Since the "virus" modifies only old copies of itself and does not touch other programs, no compatibility problems due to its virus-like behaviour will occur. Of course, it is still possible that the anti-virus software running on the workstation is having compatibility problems with any of the hardware or software components of this workstation. However, those problems are independent on the viral way for distribution of the package and can be usually solved by contacting the company that provides technical support for the package.
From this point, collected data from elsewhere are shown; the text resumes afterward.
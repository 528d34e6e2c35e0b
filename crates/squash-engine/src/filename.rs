//! Derived asset names

use squash_config::FilenameTemplate;
use squash_types::PathData;

/// Placeholders that tie a derived name to its original's name
const NAME_PLACEHOLDERS: [&str; 3] = ["[name]", "[base]", "[file]"];

fn placeholder<'a>(key: &str, data: &'a PathData) -> Option<&'a str> {
    Some(match key {
        "file" => &data.file,
        "query" => &data.query,
        "fragment" => &data.fragment,
        "path" => &data.path,
        "base" => &data.base,
        "name" => &data.name,
        "ext" => &data.ext,
        _ => return None,
    })
}

/// Substitute `[placeholder]`s in `template`; unknown ones are kept verbatim
pub fn interpolate(template: &str, data: &PathData) -> String {
    let mut out = String::with_capacity(template.len() + data.filename.len());
    let mut rest = template;

    while let Some(start) = rest.find('[') {
        out.push_str(&rest[..start]);
        let tail = &rest[start..];
        let replaced = tail
            .find(']')
            .and_then(|end| placeholder(&tail[1..end], data).map(|value| (end, value)));
        match replaced {
            Some((end, value)) => {
                out.push_str(value);
                rest = &tail[end + 1..];
            }
            None => {
                out.push('[');
                rest = &tail[1..];
            }
        }
    }

    out.push_str(rest);
    out
}

/// Derived name of the asset called `name`.
///
/// Dynamic templates are called with the path data and their result is
/// interpolated like a static template.
pub fn render(template: &FilenameTemplate, name: &str) -> String {
    let data = PathData::from_filename(name);
    match template {
        FilenameTemplate::Static(template) => interpolate(template, &data),
        FilenameTemplate::Dynamic { func, .. } => interpolate(&func(&data), &data),
    }
}

/// Whether derived names keep the original's content addressing.
///
/// Only static templates referencing the original name qualify; what a
/// function returns cannot be known ahead of time.
pub fn is_immutable_template(template: &FilenameTemplate) -> bool {
    template
        .as_static()
        .is_some_and(|template| NAME_PLACEHOLDERS.iter().any(|p| template.contains(p)))
}
//! Display helpers for hosts printing asset listings

use console::style;
use squash_types::AssetInfo;
use std::fmt;

/// Renders a green `[compressed]` marker for compressed assets, nothing otherwise
#[derive(Debug, Clone, Copy)]
pub struct CompressedFlag<'a>(&'a AssetInfo);

impl<'a> CompressedFlag<'a> {
    /// Flag for the given metadata
    pub fn new(info: &'a AssetInfo) -> Self {
        Self(info)
    }
}

impl fmt::Display for CompressedFlag<'_> {
    fn fmt(&self, f: &mut fmt::Formatter<'_>) -> fmt::Result {
        if self.0.compressed {
            write!(f, "{}", style("[compressed]").green().bold())
        } else {
            Ok(())
        }
    }
}
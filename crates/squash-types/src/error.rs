//! Error types and handling for squash
//!
//! Two classes of failure exist in a compression pass. Configuration errors
//! surface while a plugin is being constructed and abort setup entirely.
//! Everything else happens inside a single asset's task and is collected into
//! the pass report instead of being propagated.

/// Error severity level
#[derive(Debug, Clone, Copy, PartialEq, Eq, PartialOrd, Ord)]
#[cfg_attr(feature = "serde", derive(serde::Serialize, serde::Deserialize))]
pub enum ErrorSeverity {
    /// Low severity - only the affected asset is lost
    Low,
    /// Medium severity - a collaborator misbehaved, the pass continues
    Medium,
    /// High severity - setup must be aborted
    High,
}

/// Main error type for squash operations
#[derive(thiserror::Error, Debug)]
#[cfg_attr(feature = "serde", derive(serde::Serialize, serde::Deserialize))]
pub enum Error {
    /// I/O operation failed
    #[error("I/O error: {message}")]
    Io {
        /// Error message from the I/O operation
        message: String,
    },

    /// Configuration error
    #[error("Configuration error: {message}")]
    Config {
        /// Error message describing the configuration issue
        message: String,
    },

    /// A named algorithm has no codec behind it
    #[error("Algorithm \"{name}\" is not found")]
    UnknownAlgorithm {
        /// The name that failed to resolve
        name: String,
    },

    /// The compression algorithm failed for an asset
    #[error("Compression error: {message}")]
    Compression {
        /// Error message describing the compression issue
        message: String,
    },

    /// The cache store failed to read or persist an entry
    #[error("Cache error: {message}")]
    Cache {
        /// Error message describing the cache issue
        message: String,
    },

    /// The asset store has no asset with this name
    #[error("Asset not found: {name}")]
    AssetNotFound {
        /// Name of the missing asset
        name: String,
    },

    /// Different content was emitted under an existing asset name
    #[error("Conflict: multiple assets emit different content to the same filename {name}")]
    AssetConflict {
        /// Name of the contested asset
        name: String,
    },

    /// Generic error with custom message
    #[error("{message}")]
    Other {
        /// Custom error message
        message: String,
    },
}

/// Error kind for categorizing errors
#[derive(Debug, Clone, Copy, PartialEq, Eq)]
pub enum ErrorKind {
    /// I/O related errors
    Io,
    /// Configuration errors, including unknown algorithms
    Config,
    /// Compression errors
    Compression,
    /// Cache store errors
    Cache,
    /// Asset store errors
    Asset,
    /// Other errors
    Other,
}

impl Error {
    /// Get the error kind
    pub fn kind(&self) -> ErrorKind {
        match self {
            Self::Io { .. } => ErrorKind::Io,
            Self::Config { .. } | Self::UnknownAlgorithm { .. } => ErrorKind::Config,
            Self::Compression { .. } => ErrorKind::Compression,
            Self::Cache { .. } => ErrorKind::Cache,
            Self::AssetNotFound { .. } | Self::AssetConflict { .. } => ErrorKind::Asset,
            Self::Other { .. } => ErrorKind::Other,
        }
    }

    /// Get the error severity level
    pub fn severity(&self) -> ErrorSeverity {
        match self {
            Self::Config { .. } | Self::UnknownAlgorithm { .. } => ErrorSeverity::High,
            Self::Compression { .. } | Self::AssetConflict { .. } => ErrorSeverity::Low,
            Self::Io { .. }
            | Self::Cache { .. }
            | Self::AssetNotFound { .. }
            | Self::Other { .. } => ErrorSeverity::Medium,
        }
    }

    /// Check if the pass can continue after this error.
    ///
    /// Nothing in a pass is retried; a recoverable error only means the
    /// remaining assets are still processed.
    pub fn is_recoverable(&self) -> bool {
        self.severity() < ErrorSeverity::High
    }

    /// Create a new configuration error
    pub fn config<S: Into<String>>(message: S) -> Self {
        Self::Config {
            message: message.into(),
        }
    }

    /// Create a new unknown algorithm error
    pub fn unknown_algorithm<S: Into<String>>(name: S) -> Self {
        Self::UnknownAlgorithm { name: name.into() }
    }

    /// Create a new compression error
    pub fn compression<S: Into<String>>(message: S) -> Self {
        Self::Compression {
            message: message.into(),
        }
    }

    /// Create a new cache error
    pub fn cache<S: Into<String>>(message: S) -> Self {
        Self::Cache {
            message: message.into(),
        }
    }

    /// Create a new asset-not-found error
    pub fn asset_not_found<S: Into<String>>(name: S) -> Self {
        Self::AssetNotFound { name: name.into() }
    }

    /// Create a new asset conflict error
    pub fn asset_conflict<S: Into<String>>(name: S) -> Self {
        Self::AssetConflict { name: name.into() }
    }

    /// Create a new generic error
    pub fn other<S: Into<String>>(message: S) -> Self {
        Self::Other {
            message: message.into(),
        }
    }
}

impl From<std::io::Error> for Error {
    fn from(error: std::io::Error) -> Self {
        Self::Io {
            message: error.to_string(),
        }
    }
}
If a fix in the anti-virus software is necessary, in order to solve the problems, then the viral distribution mechanism can be used to send it to the workstation that needs it.
The kind of job that such a "virus" performs, clearly demonstrates that it fulfils the requirement for Effectiveness too. Actually, any other way to regularly distribute updates of the package to a large number of PCs would be horribly ineffective.
Since the package updates/modifies only older copies of itself, there are no legal and/or ethical problems related to unauthorized data modification or copyright - therefore, the package described above fulfils those requirements too. Since the company that installs the "virus" owns the network on which it runs, it has the right to decide what is the exact policy to allow machines to connect to that network. Therefore, if the policy is "either run the latest version of the anti-virus software or be denied access", it is their right to enforce it. The user has always the option to refuse and not to use the network.
The way currently such packages are implemented makes their misuse by an attacker relatively difficult, but still possible. However, as mentioned above, as the need arizes, cryptographically strong means for authentication could be easily introduced to take care of this problem.
The responsibility requirement is fulfilled too - in fact, the whole "viral" package is designed mainly as a means to fight real, malicious viruses.
At last, the psychological problems are easily resolved by using the fact that most people would consider such a package as a real computer virus in the first place. The companies using this approach usually call it "centralized software update" or some other nicely-looking name - a name that doesn't even remotely suggest that the package is a virus.
Actually, this approach could be used for any kind of software - not just for distribution of anti-virus packages. However, the need to update the anti-virus packages often allows us to demonstrate the best how useful and beneficial the approach is. Similar tools for general software distribution exist too - for instance, the program rdist, used on many Unix machines. However, it acts like a virus only when distributing new versions of itself, which doesn't happen that often.
In this paper we listed the set of reasons why computer viruses are usually considered bad and emphasized that any self-replicating program that claims to be beneficial and non-malicious must not contradict the conditions expressed by those reasons. We also demonstrated that it is possible to design such programs, although most people probably wouldn't consider them to be viruses.